The reason for the different rates of electron transfer from phylloquinone (PhQ) to the iron-sulfur cluster FX in the two branches of Photosystem I (PSI) is not fully understood. Techniques such as Transient Electron Paramagnetic Resonance (TREPR) have allowed further understanding of the electron transfer rates in these two branches and the role of D575PsaB and Q588PsaA in determining the different rates. Room temperature 9.5 GHz TREPR measurements were performed on PSI from the wildtype and three mutant strains of the cyanobacterium Synechocystis sp. PCC6803, Q588DPsaA (A-mutant), D575QPsaB (B-mutant), Q588DPsaA/ D575QPsaB (AB-mutant) to determine the effects of the mutations on the rates of the electron transfer. The goal of these experiments is to test the model proposed by Ishikita and Knapp, (J. Biol.
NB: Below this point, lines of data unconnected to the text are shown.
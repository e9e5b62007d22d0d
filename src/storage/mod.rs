//! Persistenter Key-Value-Speicher für den Marker-Snapshot.
//!
//! Der Speicher kennt nur serialisierte Strings. Einziger Schreiber ist der
//! [`MarkerStore`](crate::core::MarkerStore).

mod file;
mod memory;

pub use file::FileKeyValueStore;
pub use memory::MemoryKeyValueStore;

/// Schlüssel, unter dem die Marker-Liste abgelegt wird.
pub const USER_MARKERS_KEY: &str = "userLocations";

/// Fehler eines Speicher-Backends.
#[derive(Debug, thiserror::Error)]
pub enum StorageError {
    /// Dateisystem-Fehler
    #[error("I/O-Fehler im Speicher: {0}")]
    Io(#[from] std::io::Error),
    /// Snapshot konnte nicht serialisiert werden
    #[error("Snapshot nicht serialisierbar: {0}")]
    Serialize(#[from] serde_json::Error),
    /// Gespeicherter Wert ist nicht lesbar (z.B. kein UTF-8)
    #[error("Gespeicherter Wert defekt: {0}")]
    Corrupt(String),
    /// Backend hat den Schreibvorgang abgelehnt (z.B. Quota)
    #[error("Schreiben abgelehnt: {0}")]
    Rejected(String),
    /// Lock eines geteilten Backends ist vergiftet
    #[error("Speicher-Lock vergiftet")]
    Poisoned,
}

/// Minimaler Key-Value-Speicher (`get`/`set`/`remove`).
pub trait KeyValueStore: Send {
    /// Liest den Wert zu `key`, `None` wenn nicht vorhanden.
    fn get(&self, key: &str) -> Result<Option<String>, StorageError>;

    /// Schreibt den Wert zu `key` vollständig.
    fn set(&mut self, key: &str, value: &str) -> Result<(), StorageError>;

    /// Entfernt `key`. Fehlt der Schlüssel, ist das kein Fehler.
    fn remove(&mut self, key: &str) -> Result<(), StorageError>;
}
Chem. 278, 52002–52011 (2003)) that explains the differences in the electron transfer rates as resulting from differences in the amino acid sequences of the two main protein subunits PsaA and PsaB which lead to different midpoint potentials of the two PhQs. The model also proposes that aspartate D575PsaB changes its protonation state during electron transfer. The model suggests that D575PsaB and Q588PsaA play significant roles in determining the potentials, but a previous study found that mutations to D575PsaB caused only small changes in the kinetics (Karyagina, Pushkar, Stehlik, van der Est, Ishikita, Knapp, Jagannathan, Agalarov, Golbeck (Biochemistry 46, 10804-10816 (2007)). It was proposed that this is because the mutations caused similar changes in the potentials of both PhQ and Fx. In this thesis, this proposal is tested using the double mutant Q588DPsaA/ D575QPsaB. Because the two point mutations are symmetrical with respect to FX but not with respect to the quinones, it is postulated that the potentials of the quinones should be changed while that of FX should be unaffected and therefore, the kinetics of the A- and B- branches should be significantly altered. The transient EPR data show evidence that the rates of electron transfer in the two branches have been swapped in the double mutant Q588DPsaA/ D575QPsaB and this indicates the important roles of D575PsaB and Q588PsaA in determining the electron transfer rate.